White House Doesn’t Deny Trump’s ‘Shithole Countries’ Comment

trump shithole countries, trump shithole

Getty President Donald Trump at the White House, on January 11, 2018.

The White House did not deny that President Trump called Haiti, El Salvador and African nations “shithole countries” in a statement in response to a Washington Post report.

According to The Post, Trump said during a private meeting with lawmakers Thursday in the Oval Office, “Why are we having all these people from shithole countries come here?” He then said the United States should bring in more people from Norway, according to newspaper’s report. Trump had met with Norway’s prime minister Wednesday. Trump’s “shithole” comment left lawmakers taken aback, according to the report. CNN has confirmed the comments were made during the meeting attended by seven lawmakers.

The meeting Thursday was held as the Trump administration and members of Congress work toward a bipartisan immigration deal centered around restoring DACA and protecting DREAMers. Trump’s comments came after lawmakers floated restoring protections for people from El Salvador, Haiti and Africa, which his administration has stripped away recently.

According to CNN, Senator Dick Durbin, a Democrat from Illinois, was explaining to Trump a proposal to end the visa lottery system in exchange for Temporary Protected status for countries like El Salvador. Durbin then went through a list of countries that would be covered, and when he got to Haiti, Trump asked why the U.S. would want more people from Haiti and African countries, sources told CNN.

You can read the White House’s statement on the report, which does not include a denial of the Trump comments:

“Certain Washington politicians choose to fight for foreign countries, but President Trump will always fight for the American people. The President will only accept an immigration deal that adequately addresses the visa lottery system and chain migration – two programs that hurt our economy and allow terrorists to enter our country,” the White House statement said. “Like other nations that have merit-based immigration, President Trump is fighting for permanent solutions that make our country stronger by welcoming those who can contribute to our society, grow our economy and assimilate into our great nation.”

The statement adds, “He will always reject temporary, weak and dangerous stopgap measures that threaten the lives of hardworking Americans and undercut immigrants who seek a better life in the United States through a legal pathway.”

According to the New York Times, Trump grumbled during a meeting on immigration last year that people from Haiti “all have AIDS.” He also said that people who have come to America from Nigeria would never “go back to their huts” in Africa. The White House did deny those comments.

Rep. Mia Love, a Haitian-American Republican from Utah, issued a statement about the comments:

There had been reports earlier Thursday that the bipartisan “Gang of Six” group of senators had reached a compromise on immigration.

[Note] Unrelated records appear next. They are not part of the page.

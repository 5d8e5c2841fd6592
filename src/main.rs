use anyhow::{Context, Result};
use clap::{Parser, Subcommand};
use payloadiff::presentation::cli_summary::{
    print_comparison, print_history, print_outcome, print_perf_summary,
};
use payloadiff::presentation::writers::{all_writers, write_to_file, writer_for};
use payloadiff::{AppConfig, ComparisonReport, CustomerId, LogLevel, Operator, UiDecision};
use std::path::PathBuf;

#[derive(Parser, Debug)]
#[command(
    name = "payloadiff",
    about = "Payloadiff: reconcile customer JSON payloads against their templates."
)]
struct Cli {
    /// Defaults to <config dir>/payloadiff/config.toml.
    #[arg(short, long, global = true)]
    config: Option<PathBuf>,

    /// Operator name recorded with every session (default: $USER).
    #[arg(long, global = true)]
    operator: Option<String>,

    #[arg(short, long, global = true)]
    verbose: bool,

    #[arg(short, long, global = true, conflicts_with = "verbose")]
    quiet: bool,

    #[command(subcommand)]
    command: Command,
}

#[derive(Subcommand, Debug)]
enum Command {
    /// Diff a customer's payload against its template.
    Compare {
        customer: String,
        /// Write the report: "json", "md" or "all".
        #[arg(short, long)]
        format: Option<String>,
        #[arg(long)]
        timings: bool,
    },
    /// Apply decisions read from a JSON file (a list of {path, action, value?}).
    Apply {
        customer: String,
        decisions: PathBuf,
        /// Reconcile and report without submitting.
        #[arg(long)]
        dry_run: bool,
        #[arg(short, long)]
        format: Option<String>,
    },
    /// Overwrite a customer's saved payload with a JSON document, bypassing decisions.
    Save {
        customer: String,
        payload: PathBuf,
        #[arg(short, long)]
        format: Option<String>,
    },
    /// List a customer's saved change sets.
    History {
        customer: String,
        #[arg(long, default_value_t = 1)]
        page: usize,
        #[arg(long, default_value_t = 20)]
        page_size: usize,
    },
}

#[tokio::main]
async fn main() -> Result<()> {
    let cli = Cli::parse();
    payloadiff::init_tracing(if cli.verbose {
        LogLevel::Debug
    } else if cli.quiet {
        LogLevel::Error
    } else {
        LogLevel::Info
    });

    let config_path = match cli.config {
        Some(p) => p,
        None => AppConfig::default_path().context("No config directory on this platform; pass --config")?,
    };
    let cfg = AppConfig::load(&config_path)?;

    let operator = Operator::new(
        cli.operator
            .or_else(|| std::env::var("USER").ok())
            .unwrap_or_else(|| "operator".to_string()),
    );

    match cli.command {
        Command::Compare {
            customer,
            format,
            timings,
        } => {
            let report = payloadiff::run_compare(&cfg, &operator, CustomerId(customer)).await?;
            print_report(&report, cfg.compare.filter);
            if timings {
                if let Some(perf) = &report.perf {
                    print_perf_summary(perf);
                }
            }
            write_report(&report, format.as_deref(), &cfg)?;
        }
        Command::Apply {
            customer,
            decisions,
            dry_run,
            format,
        } => {
            let raw = std::fs::read_to_string(&decisions)
                .with_context(|| format!("Failed to read decisions file: {}", decisions.display()))?;
            let decisions: Vec<UiDecision> =
                serde_json::from_str(&raw).with_context(|| "Failed to parse decisions JSON")?;

            let report =
                payloadiff::run_apply(&cfg, &operator, CustomerId(customer), decisions, dry_run).await?;
            let rejected = report.outcome.as_ref().map(print_outcome).unwrap_or(false);
            if dry_run {
                println!("Dry run: nothing was submitted.");
            } else if let Some(receipt) = &report.receipt {
                println!("Change set {} ({:?})", receipt.change_set_id, receipt.status);
            }
            print_report(&report, cfg.compare.filter);
            write_report(&report, format.as_deref(), &cfg)?;
            if rejected {
                std::process::exit(2);
            }
        }
        Command::Save {
            customer,
            payload,
            format,
        } => {
            let raw = std::fs::read_to_string(&payload)
                .with_context(|| format!("Failed to read payload file: {}", payload.display()))?;
            let payload: serde_json::Value =
                serde_json::from_str(&raw).with_context(|| "Failed to parse payload JSON")?;

            let report =
                payloadiff::run_save_payload(&cfg, &operator, CustomerId(customer), payload).await?;
            println!("Payload saved.");
            print_report(&report, cfg.compare.filter);
            write_report(&report, format.as_deref(), &cfg)?;
        }
        Command::History {
            customer,
            page,
            page_size,
        } => {
            let list = payloadiff::run_history(&cfg, &operator, &CustomerId(customer), page, page_size)
                .await?;
            print_history(&list);
        }
    }

    Ok(())
}

fn print_report(report: &ComparisonReport, filter: payloadiff::VisibilityFilter) {
    let c = &report.comparison;
    let visible: Vec<_> = c
        .diffs
        .iter()
        .filter(|d| filter == payloadiff::VisibilityFilter::IncludeContainers || !d.is_container())
        .collect();
    let pending: payloadiff::PendingDecisions = report.pending.iter().cloned().collect();
    print_comparison(c, &visible, &report.counts, Some(&pending));
}

fn write_report(report: &ComparisonReport, format: Option<&str>, cfg: &AppConfig) -> Result<()> {
    let Some(format) = format else {
        return Ok(());
    };
    let writers = match format {
        "all" => all_writers(),
        fmt => vec![writer_for(fmt).ok_or_else(|| anyhow::anyhow!("Unknown format: {}", fmt))?],
    };
    for writer in writers {
        let path = write_to_file(&*writer, report, &cfg.output.dir)?;
        println!("Report written to {}", path.display());
    }
    Ok(())
}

Durbin told reporters that the group was rebuffed and told to keep working.

White House Press Secretary Sarah Huckabee Sanders said Thursday “There has not been a deal reached yet. We haven’t quite gotten there, but we feel like we’re close.”

Along with Durbin, the Thursday meeting in the Oval Office was attended by Republican senators Lindsey Graham, Tom Cotton and David Perdue and Republican Congressmen Kevin McCarthy, Bob Goodlatte and Mario Diaz, according to CBS News.

After the meeting, Durbin told reporters, “I’m not sure what the next step will be. The President invited us to — at his little get-together in the Cabinet room — to come up with proposals, and we did. It’s a bipartisan proposal which we’ve worked on for four months in the Senate, and I don’t know what happens next.”